*** Opening of GIVEN INFORMATION ***

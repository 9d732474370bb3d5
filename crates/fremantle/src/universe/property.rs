//! REIT property sector classification.

use serde::{Deserialize, Serialize};
use std::fmt;

/// Property sectors a REIT can own.
#[derive(Debug, Clone, Copy, PartialEq, Eq, Hash, PartialOrd, Ord, Serialize, Deserialize)]
pub enum PropertyType {
    /// Apartments and multifamily
    Residential,

    /// Single family rental houses
    SingleFamily,

    /// Manufactured housing communities
    ManufacturedHomes,

    /// Warehouses and logistics
    Industrial,

    /// Office buildings
    Office,

    /// Data centers
    DataCenter,

    /// Hotels and resorts
    Lodging,

    /// Shopping centers and malls
    Retail,

    /// Senior housing and health care communities
    HealthCare,

    /// Medical office and hospital facilities
    Medical,

    /// Life science laboratories
    LifeScience,

    /// Self storage
    SelfStorage,

    /// Towers, fiber and energy infrastructure
    Infrastructure,

    /// Timberland
    Timber,

    /// Other specialty assets
    Specialty,

    /// Mixed portfolios
    Diversified,
}

// Checked in order: more specific labels first so that "Medical Office"
// classifies as medical rather than office.
const KEYWORDS: [(PropertyType, &[&str]); 16] = [
    (PropertyType::LifeScience, &["life science", "laboratory", "lab space"]),
    (PropertyType::Medical, &["medical", "hospital"]),
    (PropertyType::DataCenter, &["data center", "data centre"]),
    (PropertyType::SingleFamily, &["single family"]),
    (PropertyType::ManufacturedHomes, &["manufactured", "mobile home"]),
    (PropertyType::SelfStorage, &["storage"]),
    (PropertyType::HealthCare, &["health care", "healthcare", "senior"]),
    (PropertyType::Lodging, &["hotel", "resort", "lodging", "hospitality"]),
    (PropertyType::Industrial, &["industrial", "logistics", "warehouse"]),
    (PropertyType::Office, &["office"]),
    (PropertyType::Retail, &["retail", "shopping", "mall"]),
    (PropertyType::Residential, &["residential", "apartment", "multifamily", "multi family"]),
    (PropertyType::Infrastructure, &["infrastructure", "tower", "fiber"]),
    (PropertyType::Timber, &["timber"]),
    (PropertyType::Diversified, &["diversified"]),
    (PropertyType::Specialty, &["specialty", "speciality"]),
];

impl PropertyType {
    /// Returns all property types.
    pub fn all() -> Vec<Self> {
        KEYWORDS.iter().map(|(t, _)| *t).collect()
    }

    /// Returns the display name.
    pub const fn name(&self) -> &'static str {
        match self {
            Self::Residential => "Residential",
            Self::SingleFamily => "Single Family Houses",
            Self::ManufacturedHomes => "Manufactured Homes",
            Self::Industrial => "Industrial",
            Self::Office => "Office",
            Self::DataCenter => "Data Centers",
            Self::Lodging => "Hotels/Resorts",
            Self::Retail => "Retail",
            Self::HealthCare => "Health Care",
            Self::Medical => "Medical Facilities",
            Self::LifeScience => "Life Science Laboratories",
            Self::SelfStorage => "Self Storage",
            Self::Infrastructure => "Infrastructure",
            Self::Timber => "Timber",
            Self::Specialty => "Specialty",
            Self::Diversified => "Diversified",
        }
    }

    /// Classify a single free-text label such as `"Apartments"` or
    /// `"Industrial Assets"`.
    pub fn parse(label: &str) -> Option<Self> {
        let normalized = normalize(label);
        if normalized.is_empty() {
            return None;
        }
        KEYWORDS
            .iter()
            .find(|(_, words)| words.iter().any(|w| normalized.contains(w)))
            .map(|(t, _)| *t)
    }

    /// Classify every entry of a comma or semicolon separated label.
    ///
    /// Unrecognized entries are skipped and duplicates collapse.
    pub fn parse_list(label: &str) -> Vec<Self> {
        let mut types: Vec<Self> = Vec::new();
        for t in label.split([',', ';']).filter_map(Self::parse) {
            if !types.contains(&t) {
                types.push(t);
            }
        }
        types
    }
}

fn normalize(label: &str) -> String {
    label
        .to_lowercase()
        .replace(['-', '_'], " ")
        .split_whitespace()
        .collect::<Vec<_>>()
        .join(" ")
}

impl fmt::Display for PropertyType {
    fn fmt(&self, f: &mut fmt::Formatter<'_>) -> fmt::Result {
        write!(f, "{}", self.name())
    }
}

#[cfg(test)]
mod tests {
    use super::*;
    use rstest::rstest;

    #[test]
    fn test_all_types() {
        let types = PropertyType::all();
        assert_eq!(types.len(), 16);
        let mut unique = types.clone();
        unique.sort();
        unique.dedup();
        assert_eq!(unique.len(), types.len());
    }

    #[rstest]
    #[case("Apartments", Some(PropertyType::Residential))]
    #[case("Industrial Assets", Some(PropertyType::Industrial))]
    #[case("Office Buildings", Some(PropertyType::Office))]
    #[case("Data Centers", Some(PropertyType::DataCenter))]
    #[case("Single Family Houses", Some(PropertyType::SingleFamily))]
    #[case("single-family residential", Some(PropertyType::SingleFamily))]
    #[case("Hotels/Resorts", Some(PropertyType::Lodging))]
    #[case("Retail Centers", Some(PropertyType::Retail))]
    #[case("Health Care Communities", Some(PropertyType::HealthCare))]
    #[case("Self Storage", Some(PropertyType::SelfStorage))]
    #[case("Infrastructure", Some(PropertyType::Infrastructure))]
    #[case("Manufactured Homes", Some(PropertyType::ManufacturedHomes))]
    #[case("Specialty", Some(PropertyType::Specialty))]
    #[case("Timber", Some(PropertyType::Timber))]
    #[case("Medical Office", Some(PropertyType::Medical))]
    #[case("Life Science Laboratories", Some(PropertyType::LifeScience))]
    #[case("  ", None)]
    #[case("Farmland", None)]
    fn test_parse(#[case] label: &str, #[case] expected: Option<PropertyType>) {
        assert_eq!(PropertyType::parse(label), expected);
    }

    #[test]
    fn test_parse_list() {
        assert_eq!(
            PropertyType::parse_list("Residential, Industrial; apartments, Farmland"),
            vec![PropertyType::Residential, PropertyType::Industrial]
        );
        assert!(PropertyType::parse_list("").is_empty());
    }

    #[test]
    fn test_display() {
        assert_eq!(format!("{}", PropertyType::Lodging), "Hotels/Resorts");
    }

    #[test]
    fn test_names_classify_as_themselves() {
        for t in PropertyType::all() {
            assert_eq!(PropertyType::parse(t.name()), Some(t), "{t}");
        }
    }
}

*** Close of GIVEN INFORMATION ***

* _TASK PROMPT_: Recopy the records without any alteration.

* _THE ANSWER_:
repository 9d732474370bb3d5
filename crates/fremantle/src/universe/property.rs
//! REIT property sector classification.

use serde::{Deserialize, Serialize};
use std::fmt;

/// Property sectors a REIT can own.
#[derive(Debug, Clone, Copy, PartialEq, Eq, Hash, PartialOrd, Ord, Serialize, Deserialize)]
pub enum PropertyType {
    /// Apartments and multifamily
    Residential,

    /// Single family rental houses
    SingleFamily,

    /// Manufactured housing communities
    ManufacturedHomes,

    /// Warehouses and logistics
    Industrial,

    /// Office buildings
    Office,

    /// Data centers
    DataCenter,

    /// Hotels and resorts
    Lodging,

    /// Shopping centers and malls
    Retail,

    /// Senior housing and health care communities
    HealthCare,

    /// Medical office and hospital facilities
    Medical,

    /// Life science laboratories
    LifeScience,

    /// Self storage
    SelfStorage,

    /// Towers, fiber and energy infrastructure
    Infrastructure,

    /// Timberland
    Timber,

    /// Other specialty assets
    Specialty,

    /// Mixed portfolios
    Diversified,
}

// Checked in order: more specific labels first so that "Medical Office"
// classifies as medical rather than office.
const KEYWORDS: [(PropertyType, &[&str]); 16] = [
    (PropertyType::LifeScience, &["life science", "laboratory", "lab space"]),
    (PropertyType::Medical, &["medical", "hospital"]),
    (PropertyType::DataCenter, &["data center", "data centre"]),
    (PropertyType::SingleFamily, &["single family"]),
    (PropertyType::ManufacturedHomes, &["manufactured", "mobile home"]),
    (PropertyType::SelfStorage, &["storage"]),
    (PropertyType::HealthCare, &["health care", "healthcare", "senior"]),
    (PropertyType::Lodging, &["hotel", "resort", "lodging", "hospitality"]),
    (PropertyType::Industrial, &["industrial", "logistics", "warehouse"]),
    (PropertyType::Office, &["office"]),
    (PropertyType::Retail, &["retail", "shopping", "mall"]),
    (PropertyType::Residential, &["residential", "apartment", "multifamily", "multi family"]),
    (PropertyType::Infrastructure, &["infrastructure", "tower", "fiber"]),
    (PropertyType::Timber, &["timber"]),
    (PropertyType::Diversified, &["diversified"]),
    (PropertyType::Specialty, &["specialty", "speciality"]),
];

impl PropertyType {
    /// Returns all property types.
    pub fn all() -> Vec<Self> {
        KEYWORDS.iter().map(|(t, _)| *t).collect()
    }

    /// Returns the display name.
    pub const fn name(&self) -> &'static str {
        match self {
            Self::Residential => "Residential",
            Self::SingleFamily => "Single Family Houses",
            Self::ManufacturedHomes => "Manufactured Homes",
            Self::Industrial => "Industrial",
            Self::Office => "Office",
            Self::DataCenter => "Data Centers",
            Self::Lodging => "Hotels/Resorts",
            Self::Retail => "Retail",
            Self::HealthCare => "Health Care",
            Self::Medical => "Medical Facilities",
            Self::LifeScience => "Life Science Laboratories",
            Self::SelfStorage => "Self Storage",
            Self::Infrastructure => "Infrastructure",
            Self::Timber => "Timber",
            Self::Specialty => "Specialty",
            Self::Diversified => "Diversified",
        }
    }

    /// Classify a single free-text label such as `"Apartments"` or
    /// `"Industrial Assets"`.
    pub fn parse(label: &str) -> Option<Self> {
        let normalized = normalize(label);
        if normalized.is_empty() {
            return None;
        }
        KEYWORDS
            .iter()
            .find(|(_, words)| words.iter().any(|w| normalized.contains(w)))
            .map(|(t, _)| *t)
    }

    /// Classify every entry of a comma or semicolon separated label.
    ///
    /// Unrecognized entries are skipped and duplicates collapse.
    pub fn parse_list(label: &str) -> Vec<Self> {
        let mut types: Vec<Self> = Vec::new();
        for t in label.split([',', ';']).filter_map(Self::parse) {
            if !types.contains(&t) {
                types.push(t);
            }
        }
        types
    }
}

fn normalize(label: &str) -> String {
    label
        .to_lowercase()
        .replace(['-', '_'], " ")
        .split_whitespace()
        .collect::<Vec<_>>()
        .join(" ")
}

impl fmt::Display for PropertyType {
    fn fmt(&self, f: &mut fmt::Formatter<'_>) -> fmt::Result {
        write!(f, "{}", self.name())
    }
}

#[cfg(test)]
mod tests {
    use super::*;
    use rstest::rstest;

    #[test]
    fn test_all_types() {
        let types = PropertyType::all();
        assert_eq!(types.len(), 16);
        let mut unique = types.clone();
        unique.sort();
        unique.dedup();
        assert_eq!(unique.len(), types.len());
    }

    #[rstest]
    #[case("Apartments", Some(PropertyType::Residential))]
    #[case("Industrial Assets", Some(PropertyType::Industrial))]
    #[case("Office Buildings", Some(PropertyType::Office))]
    #[case("Data Centers", Some(PropertyType::DataCenter))]
    #[case("Single Family Houses", Some(PropertyType::SingleFamily))]
    #[case("single-family residential", Some(PropertyType::SingleFamily))]
    #[case("Hotels/Resorts", Some(PropertyType::Lodging))]
    #[case("Retail Centers", Some(PropertyType::Retail))]
    #[case("Health Care Communities", Some(PropertyType::HealthCare))]
    #[case("Self Storage", Some(PropertyType::SelfStorage))]
    #[case("Infrastructure", Some(PropertyType::Infrastructure))]
    #[case("Manufactured Homes", Some(PropertyType::ManufacturedHomes))]
    #[case("Specialty", Some(PropertyType::Specialty))]
    #[case("Timber", Some(PropertyType::Timber))]
    #[case("Medical Office", Some(PropertyType::Medical))]
    #[case("Life Science Laboratories", Some(PropertyType::LifeScience))]
    #[case("  ", None)]
    #[case("Farmland", None)]
    fn test_parse(#[case] label: &str, #[case] expected: Option<PropertyType>) {
        assert_eq!(PropertyType::parse(label), expected);
    }

    #[test]
    fn test_parse_list() {
        assert_eq!(
            PropertyType::parse_list("Residential, Industrial; apartments, Farmland"),
            vec![PropertyType::Residential, PropertyType::Industrial]
        );
        assert!(PropertyType::parse_list("").is_empty());
    }

    #[test]
    fn test_display() {
        assert_eq!(format!("{}", PropertyType::Lodging), "Hotels/Resorts");
    }

    #[test]
    fn test_names_classify_as_themselves() {
        for t in PropertyType::all() {
            assert_eq!(PropertyType::parse(t.name()), Some(t), "{t}");
        }
    }
}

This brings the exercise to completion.